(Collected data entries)
|---|
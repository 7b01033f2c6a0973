//! Plan to SQL rendering.

use core::fmt::Write;

use super::Dialect;
use crate::compiler::{AntiJoin, Branch, ColumnRef, Operand, QueryPlan};

impl QueryPlan {
    /// Renders the plan as a parameterized SQL query.
    ///
    /// Literal values become `?` placeholders; the returned parameters are
    /// in placeholder order.
    #[must_use]
    pub fn to_sql<D: Dialect + ?Sized>(&self, dialect: &D) -> (String, Vec<String>) {
        let mut renderer = Renderer::new(dialect, false);
        renderer.plan(self);
        (renderer.sql, renderer.params)
    }

    /// Renders the plan as SQL with literals inlined and escaped.
    ///
    /// **Warning**: meant for display; prefer [`to_sql`](Self::to_sql) when
    /// sending the query to a database.
    #[must_use]
    pub fn to_sql_inline<D: Dialect + ?Sized>(&self, dialect: &D) -> String {
        let mut renderer = Renderer::new(dialect, true);
        renderer.plan(self);
        renderer.sql
    }
}

struct Renderer<'d, D: ?Sized> {
    dialect: &'d D,
    inline: bool,
    sql: String,
    params: Vec<String>,
}

impl<'d, D: Dialect + ?Sized> Renderer<'d, D> {
    const fn new(dialect: &'d D, inline: bool) -> Self {
        Self {
            dialect,
            inline,
            sql: String::new(),
            params: Vec::new(),
        }
    }

    fn plan(&mut self, plan: &QueryPlan) {
        for (i, branch) in plan.branches.iter().enumerate() {
            if i > 0 {
                self.sql.push_str(" UNION ");
            }
            self.branch(branch, &plan.columns);
        }
        if !plan.columns.is_empty() && !plan.branches.is_empty() {
            let positions: Vec<String> = (1..=plan.columns.len()).map(|n| n.to_string()).collect();
            let _ = write!(self.sql, " ORDER BY {}", positions.join(", "));
        }
    }

    fn branch(&mut self, branch: &Branch, names: &[String]) {
        self.sql.push_str("SELECT DISTINCT ");
        if branch.projection.is_empty() {
            self.sql.push('1');
        }
        for (i, (column, name)) in branch.projection.iter().zip(names).enumerate() {
            if i > 0 {
                self.sql.push_str(", ");
            }
            self.column(branch, *column);
            let alias = self.dialect.quote_identifier(name);
            let _ = write!(self.sql, " AS {alias}");
        }

        for (i, scan) in branch.scans.iter().enumerate() {
            self.sql.push_str(if i == 0 { " FROM " } else { ", " });
            let table = self.dialect.quote_identifier(&scan.relation);
            let _ = write!(self.sql, "{table} AS t{i}");
        }

        let mut first = true;
        let mut next_conjunct = |sql: &mut String| {
            sql.push_str(if first { " WHERE " } else { " AND " });
            first = false;
        };
        for filter in &branch.filters {
            next_conjunct(&mut self.sql);
            self.column(branch, filter.column);
            self.sql.push_str(" = ");
            self.operand(branch, &filter.operand);
        }
        for (n, anti) in branch.anti_joins.iter().enumerate() {
            next_conjunct(&mut self.sql);
            self.anti_join(branch, anti, n);
        }
    }

    fn anti_join(&mut self, branch: &Branch, anti: &AntiJoin, n: usize) {
        let table = self.dialect.quote_identifier(&anti.relation);
        let _ = write!(self.sql, "NOT EXISTS (SELECT 1 FROM {table} AS n{n}");
        for (i, condition) in anti.conditions.iter().enumerate() {
            self.sql.push_str(if i == 0 { " WHERE " } else { " AND " });
            let column = self.column_name(&anti.columns, condition.column);
            let _ = write!(self.sql, "n{n}.{column} = ");
            self.operand(branch, &condition.operand);
        }
        self.sql.push(')');
    }

    fn column(&mut self, branch: &Branch, column: ColumnRef) {
        let name = branch
            .scans
            .get(column.scan)
            .map_or_else(String::new, |scan| self.column_name(&scan.columns, column.column));
        let _ = write!(self.sql, "t{}.{name}", column.scan);
    }

    fn column_name(&self, columns: &[String], index: usize) -> String {
        columns.get(index).map_or_else(
            || self.dialect.quote_identifier(&format!("c{}", index + 1)),
            |name| self.dialect.quote_identifier(name),
        )
    }

    fn operand(&mut self, branch: &Branch, operand: &Operand) {
        match operand {
            Operand::Column(column) => self.column(branch, *column),
            Operand::Value(value) if self.inline => {
                let literal = self.dialect.quote_literal(value);
                self.sql.push_str(&literal);
            }
            Operand::Value(value) => {
                self.sql.push('?');
                self.params.push(value.clone());
            }
        }
    }
}
//! Token types for the DRC lexer.

use core::fmt;

/// A lexical unit of a DRC query.
///
/// Tokens carry no source position; their identity is their place in the
/// token list.
#[derive(Debug, Clone, PartialEq, Eq, Hash)]
pub enum Token {
    /// `!`
    Bang,
    /// `&&`
    And,
    /// `||`
    Or,
    /// `(`
    LeftParen,
    /// `)`
    RightParen,
    /// `,`
    Comma,
    /// `*`
    Star,
    /// Bare run of ASCII letters and digits (e.g. `student`, `S`, `2016`).
    Identifier(String),
    /// Double-quoted string with its delimiters stripped.
    Quoted(String),
}

impl Token {
    /// Returns the identifier text if this is a bare identifier.
    #[must_use]
    pub fn as_identifier(&self) -> Option<&str> {
        match self {
            Self::Identifier(name) => Some(name),
            _ => None,
        }
    }
}

impl fmt::Display for Token {
    fn fmt(&self, f: &mut fmt::Formatter<'_>) -> fmt::Result {
        match self {
            Self::Bang => f.write_str("!"),
            Self::And => f.write_str("&&"),
            Self::Or => f.write_str("||"),
            Self::LeftParen => f.write_str("("),
            Self::RightParen => f.write_str(")"),
            Self::Comma => f.write_str(","),
            Self::Star => f.write_str("*"),
            Self::Identifier(name) => f.write_str(name),
            Self::Quoted(text) => write!(f, "\"{text}\""),
        }
    }
}

#[cfg(test)]
mod tests {
    use super::*;

    #[test]
    fn test_as_identifier() {
        assert_eq!(
            Token::Identifier(String::from("student")).as_identifier(),
            Some("student")
        );
        assert_eq!(Token::Quoted(String::from("student")).as_identifier(), None);
        assert_eq!(Token::Star.as_identifier(), None);
    }

    #[test]
    fn test_display() {
        assert_eq!(Token::Or.to_string(), "||");
        assert_eq!(Token::Quoted(String::from("Jane Dane")).to_string(), "\"Jane Dane\"");
        assert_eq!(Token::Identifier(String::from("S")).to_string(), "S");
    }
}
//! Error types for fact loading and query execution.

use std::path::PathBuf;

/// Errors that can occur while loading facts or running queries.
#[derive(Debug, thiserror::Error)]
pub enum StoreError {
    /// A fact file could not be read.
    #[error("Failed to read facts from '{path}': {source}")]
    Read {
        /// Path of the fact file.
        path: PathBuf,
        /// Underlying IO error.
        source: std::io::Error,
    },

    /// A line of a fact file could not be split into values.
    #[error("Malformed fact at {origin}:{line}: {message}")]
    MalformedFact {
        /// File name, or `<input>` for in-memory text.
        origin: String,
        /// One-based line number.
        line: usize,
        /// What is wrong with the line.
        message: String,
    },

    /// A fact has a different number of values than earlier facts of the
    /// same predicate.
    #[error(
        "Predicate '{predicate}' has arity {expected} but the fact at {origin}:{line} has {found} values"
    )]
    ArityConflict {
        /// Predicate name.
        predicate: String,
        /// Arity inferred from earlier facts.
        expected: usize,
        /// Number of values in the offending fact.
        found: usize,
        /// File name, or `<input>` for in-memory text.
        origin: String,
        /// One-based line number.
        line: usize,
    },

    /// The query did not parse or compile.
    #[error(transparent)]
    Query(#[from] drc_core::Error),

    /// Database error while loading facts or executing a query.
    #[cfg(feature = "sqlite")]
    #[error("Database error: {0}")]
    Database(#[from] sqlx::Error),
}

/// Result type for store operations.
pub type Result<T> = std::result::Result<T, StoreError>;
|---|
None of the records may be skipped; each is to be repeated exactly.

FINISHED TASK ->
repository 7b01033f2c6a0973
//! Plan to SQL rendering.

use core::fmt::Write;

use super::Dialect;
use crate::compiler::{AntiJoin, Branch, ColumnRef, Operand, QueryPlan};

impl QueryPlan {
    /// Renders the plan as a parameterized SQL query.
    ///
    /// Literal values become `?` placeholders; the returned parameters are
    /// in placeholder order.
    #[must_use]
    pub fn to_sql<D: Dialect + ?Sized>(&self, dialect: &D) -> (String, Vec<String>) {
        let mut renderer = Renderer::new(dialect, false);
        renderer.plan(self);
        (renderer.sql, renderer.params)
    }

    /// Renders the plan as SQL with literals inlined and escaped.
    ///
    /// **Warning**: meant for display; prefer [`to_sql`](Self::to_sql) when
    /// sending the query to a database.
    #[must_use]
    pub fn to_sql_inline<D: Dialect + ?Sized>(&self, dialect: &D) -> String {
        let mut renderer = Renderer::new(dialect, true);
        renderer.plan(self);
        renderer.sql
    }
}

struct Renderer<'d, D: ?Sized> {
    dialect: &'d D,
    inline: bool,
    sql: String,
    params: Vec<String>,
}

impl<'d, D: Dialect + ?Sized> Renderer<'d, D> {
    const fn new(dialect: &'d D, inline: bool) -> Self {
        Self {
            dialect,
            inline,
            sql: String::new(),
            params: Vec::new(),
        }
    }

    fn plan(&mut self, plan: &QueryPlan) {
        for (i, branch) in plan.branches.iter().enumerate() {
            if i > 0 {
                self.sql.push_str(" UNION ");
            }
            self.branch(branch, &plan.columns);
        }
        if !plan.columns.is_empty() && !plan.branches.is_empty() {
            let positions: Vec<String> = (1..=plan.columns.len()).map(|n| n.to_string()).collect();
            let _ = write!(self.sql, " ORDER BY {}", positions.join(", "));
        }
    }

    fn branch(&mut self, branch: &Branch, names: &[String]) {
        self.sql.push_str("SELECT DISTINCT ");
        if branch.projection.is_empty() {
            self.sql.push('1');
        }
        for (i, (column, name)) in branch.projection.iter().zip(names).enumerate() {
            if i > 0 {
                self.sql.push_str(", ");
            }
            self.column(branch, *column);
            let alias = self.dialect.quote_identifier(name);
            let _ = write!(self.sql, " AS {alias}");
        }

        for (i, scan) in branch.scans.iter().enumerate() {
            self.sql.push_str(if i == 0 { " FROM " } else { ", " });
            let table = self.dialect.quote_identifier(&scan.relation);
            let _ = write!(self.sql, "{table} AS t{i}");
        }

        let mut first = true;
        let mut next_conjunct = |sql: &mut String| {
            sql.push_str(if first { " WHERE " } else { " AND " });
            first = false;
        };
        for filter in &branch.filters {
            next_conjunct(&mut self.sql);
            self.column(branch, filter.column);
            self.sql.push_str(" = ");
            self.operand(branch, &filter.operand);
        }
        for (n, anti) in branch.anti_joins.iter().enumerate() {
            next_conjunct(&mut self.sql);
            self.anti_join(branch, anti, n);
        }
    }

    fn anti_join(&mut self, branch: &Branch, anti: &AntiJoin, n: usize) {
        let table = self.dialect.quote_identifier(&anti.relation);
        let _ = write!(self.sql, "NOT EXISTS (SELECT 1 FROM {table} AS n{n}");
        for (i, condition) in anti.conditions.iter().enumerate() {
            self.sql.push_str(if i == 0 { " WHERE " } else { " AND " });
            let column = self.column_name(&anti.columns, condition.column);
            let _ = write!(self.sql, "n{n}.{column} = ");
            self.operand(branch, &condition.operand);
        }
        self.sql.push(')');
    }

    fn column(&mut self, branch: &Branch, column: ColumnRef) {
        let name = branch
            .scans
            .get(column.scan)
            .map_or_else(String::new, |scan| self.column_name(&scan.columns, column.column));
        let _ = write!(self.sql, "t{}.{name}", column.scan);
    }

    fn column_name(&self, columns: &[String], index: usize) -> String {
        columns.get(index).map_or_else(
            || self.dialect.quote_identifier(&format!("c{}", index + 1)),
            |name| self.dialect.quote_identifier(name),
        )
    }

    fn operand(&mut self, branch: &Branch, operand: &Operand) {
        match operand {
            Operand::Column(column) => self.column(branch, *column),
            Operand::Value(value) if self.inline => {
                let literal = self.dialect.quote_literal(value);
                self.sql.push_str(&literal);
            }
            Operand::Value(value) => {
                self.sql.push('?');
                self.params.push(value.clone());
            }
        }
    }
}
//! Token types for the DRC lexer.

use core::fmt;

/// A lexical unit of a DRC query.
///
/// Tokens carry no source position; their identity is their place in the
/// token list.
#[derive(Debug, Clone, PartialEq, Eq, Hash)]
pub enum Token {
    /// `!`
    Bang,
    /// `&&`
    And,
    /// `||`
    Or,
    /// `(`
    LeftParen,
    /// `)`
    RightParen,
    /// `,`
    Comma,
    /// `*`
    Star,
    /// Bare run of ASCII letters and digits (e.g. `student`, `S`, `2016`).
    Identifier(String),
    /// Double-quoted string with its delimiters stripped.
    Quoted(String),
}

impl Token {
    /// Returns the identifier text if this is a bare identifier.
    #[must_use]
    pub fn as_identifier(&self) -> Option<&str> {
        match self {
            Self::Identifier(name) => Some(name),
            _ => None,
        }
    }
}

impl fmt::Display for Token {
    fn fmt(&self, f: &mut fmt::Formatter<'_>) -> fmt::Result {
        match self {
            Self::Bang => f.write_str("!"),
            Self::And => f.write_str("&&"),
            Self::Or => f.write_str("||"),
            Self::LeftParen => f.write_str("("),
            Self::RightParen => f.write_str(")"),
            Self::Comma => f.write_str(","),
            Self::Star => f.write_str("*"),
            Self::Identifier(name) => f.write_str(name),
            Self::Quoted(text) => write!(f, "\"{text}\""),
        }
    }
}

#[cfg(test)]
mod tests {
    use super::*;

    #[test]
    fn test_as_identifier() {
        assert_eq!(
            Token::Identifier(String::from("student")).as_identifier(),
            Some("student")
        );
        assert_eq!(Token::Quoted(String::from("student")).as_identifier(), None);
        assert_eq!(Token::Star.as_identifier(), None);
    }

    #[test]
    fn test_display() {
        assert_eq!(Token::Or.to_string(), "||");
        assert_eq!(Token::Quoted(String::from("Jane Dane")).to_string(), "\"Jane Dane\"");
        assert_eq!(Token::Identifier(String::from("S")).to_string(), "S");
    }
}
//! Error types for fact loading and query execution.

use std::path::PathBuf;

/// Errors that can occur while loading facts or running queries.
#[derive(Debug, thiserror::Error)]
pub enum StoreError {
    /// A fact file could not be read.
    #[error("Failed to read facts from '{path}': {source}")]
    Read {
        /// Path of the fact file.
        path: PathBuf,
        /// Underlying IO error.
        source: std::io::Error,
    },

    /// A line of a fact file could not be split into values.
    #[error("Malformed fact at {origin}:{line}: {message}")]
    MalformedFact {
        /// File name, or `<input>` for in-memory text.
        origin: String,
        /// One-based line number.
        line: usize,
        /// What is wrong with the line.
        message: String,
    },

    /// A fact has a different number of values than earlier facts of the
    /// same predicate.
    #[error(
        "Predicate '{predicate}' has arity {expected} but the fact at {origin}:{line} has {found} values"
    )]
    ArityConflict {
        /// Predicate name.
        predicate: String,
        /// Arity inferred from earlier facts.
        expected: usize,
        /// Number of values in the offending fact.
        found: usize,
        /// File name, or `<input>` for in-memory text.
        origin: String,
        /// One-based line number.
        line: usize,
    },

    /// The query did not parse or compile.
    #[error(transparent)]
    Query(#[from] drc_core::Error),

    /// Database error while loading facts or executing a query.
    #[cfg(feature = "sqlite")]
    #[error("Database error: {0}")]
    Database(#[from] sqlx::Error),
}

/// Result type for store operations.
pub type Result<T> = std::result::Result<T, StoreError>;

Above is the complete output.